Saved data entries:
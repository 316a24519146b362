// SPDX-License-Identifier: MIT

//! Persistence implementations
//!
//! - `InMemoryPersistence` keeps definitions and checkpoints in memory
//! - `FilePersistence` reads definitions from `<root>/workflows/<id>.{json,yaml,yml}`
//!   and writes checkpoints to `<root>/runs/<run_id>/checkpoint.json`

use async_trait::async_trait;
use std::collections::HashMap;
use std::path::{Path, PathBuf};
use std::sync::Arc;
use tokio::fs;
use tokio::sync::RwLock;

use super::loader::WorkflowLoader;
use super::state::ExecutionState;
use super::types::WorkflowDefinition;
use crate::adk::error::StepflowError;
use crate::adk::persistence::Persistence;

#[derive(Clone, Default)]
pub struct InMemoryPersistence {
    definitions: Arc<RwLock<HashMap<String, WorkflowDefinition>>>,
    checkpoints: Arc<RwLock<HashMap<String, ExecutionState>>>,
}

impl InMemoryPersistence {
    pub fn new() -> Self {
        Self::default()
    }

    pub async fn insert_definition(&self, id: &str, definition: WorkflowDefinition) {
        let mut definitions = self.definitions.write().await;
        definitions.insert(id.to_string(), definition);
    }
}

#[async_trait]
impl Persistence for InMemoryPersistence {
    async fn load_definition(&self, id: &str) -> Result<WorkflowDefinition, StepflowError> {
        let definitions = self.definitions.read().await;
        definitions
            .get(id)
            .cloned()
            .ok_or_else(|| StepflowError::not_found(format!("workflow '{}'", id)))
    }

    async fn save_checkpoint(
        &self,
        run_id: &str,
        state: &ExecutionState,
    ) -> Result<(), StepflowError> {
        let mut checkpoints = self.checkpoints.write().await;
        checkpoints.insert(run_id.to_string(), state.clone());
        Ok(())
    }

    async fn load_checkpoint(&self, run_id: &str) -> Result<ExecutionState, StepflowError> {
        let checkpoints = self.checkpoints.read().await;
        checkpoints
            .get(run_id)
            .cloned()
            .ok_or_else(|| StepflowError::not_found(format!("checkpoint for run '{}'", run_id)))
    }
}

/// Directory-backed persistence
#[derive(Debug, Clone)]
pub struct FilePersistence {
    root: PathBuf,
}

impl FilePersistence {
    pub fn new(root: impl Into<PathBuf>) -> Self {
        Self { root: root.into() }
    }

    pub fn root(&self) -> &Path {
        &self.root
    }

    fn checkpoint_path(&self, run_id: &str) -> Result<PathBuf, StepflowError> {
        Ok(self
            .root
            .join("runs")
            .join(safe_segment(run_id)?)
            .join("checkpoint.json"))
    }
}

/// Ids become path segments, so they must not be able to leave the root
fn safe_segment(id: &str) -> Result<&str, StepflowError> {
    let valid = !id.is_empty()
        && id != "."
        && id != ".."
        && id
            .chars()
            .all(|c| c.is_ascii_alphanumeric() || matches!(c, '-' | '_' | '.'));
    if valid {
        Ok(id)
    } else {
        Err(StepflowError::other(format!("invalid id '{}'", id)))
    }
}

async fn atomic_write(path: &Path, data: &[u8]) -> Result<(), StepflowError> {
    if let Some(parent) = path.parent() {
        fs::create_dir_all(parent).await?;
    }
    let tmp_path = path.with_extension("tmp");
    fs::write(&tmp_path, data).await?;
    fs::rename(&tmp_path, path).await?;
    Ok(())
}

#[async_trait]
impl Persistence for FilePersistence {
    async fn load_definition(&self, id: &str) -> Result<WorkflowDefinition, StepflowError> {
        let dir = self.root.join("workflows");
        let id = safe_segment(id)?;
        for ext in ["json", "yaml", "yml"] {
            let path = dir.join(format!("{}.{}", id, ext));
            match fs::read_to_string(&path).await {
                Ok(content) if ext == "json" => return WorkflowLoader::parse_json(&content),
                Ok(content) => return WorkflowLoader::parse_yaml(&content),
                Err(e) if e.kind() == std::io::ErrorKind::NotFound => continue,
                Err(e) => return Err(e.into()),
            }
        }
        Err(StepflowError::not_found(format!(
            "workflow '{}' in {}",
            id,
            dir.display()
        )))
    }

    async fn save_checkpoint(
        &self,
        run_id: &str,
        state: &ExecutionState,
    ) -> Result<(), StepflowError> {
        let path = self.checkpoint_path(run_id)?;
        let content = serde_json::to_vec_pretty(state)?;
        atomic_write(&path, &content).await
    }

    async fn load_checkpoint(&self, run_id: &str) -> Result<ExecutionState, StepflowError> {
        let path = self.checkpoint_path(run_id)?;
        let bytes = match fs::read(&path).await {
            Ok(bytes) => bytes,
            Err(e) if e.kind() == std::io::ErrorKind::NotFound => {
                return Err(StepflowError::not_found(format!(
                    "checkpoint for run '{}'",
                    run_id
                )))
            }
            Err(e) => return Err(e.into()),
        };
        Ok(serde_json::from_slice(&bytes)?)
    }
}
// SPDX-License-Identifier: MIT

//! The `state:` block of a workflow document
//!
//! Declares context keys up front. A declared key may carry a value seeded at
//! run start and a reducer that decides how concurrent node outputs landing on
//! the same key are combined at a join.

use schemars::JsonSchema;
use serde::{Deserialize, Serialize};
use std::collections::BTreeMap;

/// Declared context keys, by name
#[derive(Debug, Clone, Deserialize, Serialize, Default, PartialEq, JsonSchema)]
pub struct StateSchema {
    #[serde(flatten)]
    pub fields: BTreeMap<String, ContextField>,
}

/// One declared context key
#[derive(Debug, Clone, Deserialize, Serialize, PartialEq, JsonSchema)]
pub struct ContextField {
    /// Informational; values are not checked against it at run time
    #[serde(rename = "type")]
    pub kind: FieldKind,
    #[serde(default, skip_serializing_if = "is_overwrite")]
    pub reducer: ReducerType,
    /// Seeded into the context before the start node runs
    #[serde(default, skip_serializing_if = "Option::is_none")]
    pub default: Option<serde_json::Value>,
}

#[derive(Debug, Clone, Deserialize, Serialize, PartialEq, JsonSchema)]
#[serde(rename_all = "lowercase")]
pub enum FieldKind {
    String,
    Number,
    Boolean,
    Array,
    Object,
}

/// How a node output is folded into an existing context value
#[derive(Debug, Clone, Copy, Deserialize, Serialize, Default, PartialEq, JsonSchema)]
#[serde(rename_all = "lowercase")]
pub enum ReducerType {
    /// Last writer wins
    #[default]
    Overwrite,
    /// Arrays are concatenated, scalars pushed
    Append,
    /// Numeric high-water mark
    Max,
    /// Numeric low-water mark
    Min,
    /// Top-level keys of both objects, newer on conflict
    Merge,
}

fn is_overwrite(reducer: &ReducerType) -> bool {
    *reducer == ReducerType::Overwrite
}

impl StateSchema {
    /// Reducer for a context key, `Overwrite` when the key is undeclared
    pub fn reducer_for(&self, key: &str) -> ReducerType {
        self.fields
            .get(key)
            .map(|field| field.reducer)
            .unwrap_or_default()
    }

    /// Keys that are seeded at run start, with their values
    pub fn defaults(&self) -> impl Iterator<Item = (&str, &serde_json::Value)> {
        self.fields
            .iter()
            .filter_map(|(name, field)| field.default.as_ref().map(|value| (name.as_str(), value)))
    }
}
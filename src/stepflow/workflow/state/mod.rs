// SPDX-License-Identifier: MIT

//! State management for workflow runs
//!
//! This module provides:
//! - `StateSchema` - declares context keys, their defaults and reducers
//! - `ExecutionState` - the per-run record with trace, context and results
//! - `ReducerType` - strategies for merging node outputs into the context

mod schema;
mod store;

pub use schema::{ContextField, FieldKind, ReducerType, StateSchema};
pub use store::{
    ExecutionError, ExecutionErrorKind, ExecutionState, IterationRecord, MetadataNote,
    RunMetadata, StepMessage, StepStatus, ERRORS_KEY, ITERATION_RECORD_KEY,
};
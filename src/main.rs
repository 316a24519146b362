use anyhow::{anyhow, bail, Context};
use clap::{Parser, Subcommand, ValueEnum};
use dotenv::dotenv;
use serde_json::Value;
use std::path::{Path, PathBuf};
use std::sync::Arc;
use tokio::sync::mpsc;

use stepflow_rs::adk::agent::UnconfiguredAgentExecutor;
use stepflow_rs::stepflow::actions;
use stepflow_rs::stepflow::config::EngineConfig;
use stepflow_rs::stepflow::server;
use stepflow_rs::stepflow::workflow::builder::{Engine, RunControl};
use stepflow_rs::stepflow::workflow::loader::WorkflowLoader;
use stepflow_rs::stepflow::workflow::persistence::FilePersistence;
use stepflow_rs::stepflow::workflow::registry::ActionRegistry;
use stepflow_rs::stepflow::workflow::types::WorkflowDefinition;

#[derive(Parser, Debug)]
#[command(author, version, about, long_about = None)]
struct Args {
    #[command(subcommand)]
    command: Commands,
}

#[derive(Subcommand, Debug)]
enum Commands {
    /// Check a workflow file without running it
    Validate {
        /// Path to the workflow file (.json, .yaml)
        #[arg(short, long)]
        file: PathBuf,
    },
    /// Run a workflow from a file
    Run {
        /// Path to the workflow file (.json, .yaml)
        #[arg(short, long)]
        file: PathBuf,

        /// Input to the workflow; parsed as JSON, otherwise passed as a string
        #[arg(short, long, default_value = "{}")]
        input: String,

        #[command(flatten)]
        overrides: Overrides,

        /// Print execution events to stderr as they happen
        #[arg(long)]
        events: bool,
    },
    /// Validate a workflow and write it back out in canonical form
    Export {
        #[arg(short, long)]
        file: PathBuf,

        #[arg(long, value_enum, default_value_t = Format::Json)]
        format: Format,
    },
    /// Print the JSON schema of the workflow document format
    Schema,
    /// Serve the HTTP API
    Serve {
        #[arg(short, long, default_value_t = 3000)]
        port: u16,

        #[command(flatten)]
        overrides: Overrides,
    },
}

#[derive(Copy, Clone, Debug, ValueEnum)]
enum Format {
    Json,
    Yaml,
}

/// Command-line overrides for `STEPFLOW_*` settings
#[derive(clap::Args, Debug)]
struct Overrides {
    /// Default loop bound for loop nodes without `maxIterations`
    #[arg(long)]
    max_iterations: Option<u64>,

    /// Max nodes dispatched per round; 0 means unbounded
    #[arg(long)]
    max_parallelism: Option<usize>,

    /// Checkpoint run state under the data directory
    #[arg(long)]
    checkpoints: bool,

    /// Root for workflows/ and runs/
    #[arg(long)]
    data_dir: Option<PathBuf>,
}

impl Overrides {
    fn apply(&self, mut config: EngineConfig) -> anyhow::Result<EngineConfig> {
        if let Some(n) = self.max_iterations {
            if n == 0 {
                bail!("--max-iterations must be a positive integer");
            }
            config.max_iterations = n;
        }
        if let Some(n) = self.max_parallelism {
            config.max_parallelism = (n > 0).then_some(n);
        }
        if self.checkpoints {
            config.checkpoints = true;
        }
        if let Some(dir) = &self.data_dir {
            config.data_dir = dir.clone();
        }
        Ok(config)
    }
}

fn read_definition(path: &Path) -> anyhow::Result<WorkflowDefinition> {
    let content = std::fs::read_to_string(path)
        .with_context(|| format!("reading {}", path.display()))?;
    let definition = if path.extension().is_some_and(|ext| ext == "json") {
        WorkflowLoader::parse_json(&content)?
    } else {
        WorkflowLoader::parse_yaml(&content)?
    };
    Ok(definition)
}

async fn build_engine(config: EngineConfig) -> Engine {
    let registry = ActionRegistry::new();
    actions::register_builtin(&registry, &config).await;

    let persistence = Arc::new(FilePersistence::new(config.data_dir.clone()));
    log::info!("Using data directory {}", persistence.root().display());

    // Agents are supplied by embedders; the CLI runs action-only workflows
    Engine::new(config, Arc::new(UnconfiguredAgentExecutor), registry).with_persistence(persistence)
}

#[tokio::main]
async fn main() -> anyhow::Result<()> {
    dotenv().ok();
    env_logger::init();

    let args = Args::parse();

    match args.command {
        Commands::Validate { file } => {
            let definition = read_definition(&file)?;
            let engine = build_engine(EngineConfig::from_env()?).await;
            let report = engine.validate(&definition);
            println!("{}", serde_json::to_string_pretty(&report)?);
            if !report.valid {
                bail!("{} is not a valid workflow", file.display());
            }
        }
        Commands::Run {
            file,
            input,
            overrides,
            events,
        } => {
            let config = overrides.apply(EngineConfig::from_env()?)?;
            let engine = build_engine(config).await;
            let definition = read_definition(&file)?;
            let input: Value = serde_json::from_str(&input).unwrap_or(Value::String(input));

            let mut control = RunControl::default();
            let printer = if events {
                let (tx, mut rx) = mpsc::channel(100);
                control.events = Some(tx);
                Some(tokio::spawn(async move {
                    while let Some(event) = rx.recv().await {
                        match serde_json::to_string(&event) {
                            Ok(line) => eprintln!("{}", line),
                            Err(e) => log::warn!("Failed to encode event: {}", e),
                        }
                    }
                }))
            } else {
                None
            };

            let cancel = control.cancel.clone();
            tokio::spawn(async move {
                if tokio::signal::ctrl_c().await.is_ok() {
                    log::warn!("Interrupted, cancelling run");
                    cancel.cancel();
                }
            });

            println!("Running workflow: {}", definition.name);
            let result = engine
                .execute_with_control(&definition, input, control)
                .await?;
            if let Some(printer) = printer {
                printer.await?;
            }

            println!("{}", serde_json::to_string_pretty(&result)?);
            if !result.success {
                bail!(
                    "workflow failed: {}",
                    result.error.as_deref().unwrap_or("unknown error")
                );
            }
        }
        Commands::Export { file, format } => {
            let loader = WorkflowLoader::new();
            let graph = loader.import(read_definition(&file)?)?;
            let out = match format {
                Format::Json => WorkflowLoader::export_json(&graph)?,
                Format::Yaml => WorkflowLoader::export_yaml(&graph)?,
            };
            println!("{}", out);
        }
        Commands::Schema => {
            let schema = schemars::schema_for!(WorkflowDefinition);
            println!("{}", serde_json::to_string_pretty(&schema)?);
        }
        Commands::Serve { port, overrides } => {
            let config = overrides.apply(EngineConfig::from_env()?)?;
            let engine = Arc::new(build_engine(config).await);
            server::serve(engine, port).await.map_err(|e| anyhow!(e))?;
        }
    }

    Ok(())
}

PROBLEM REQUIREMENTS
Your job is to copy out every line from the records above that has the word "filename".

RESULT OF THE EXERCISE
filename src/stepflow/workflow/state/mod.rs
filename src/main.rs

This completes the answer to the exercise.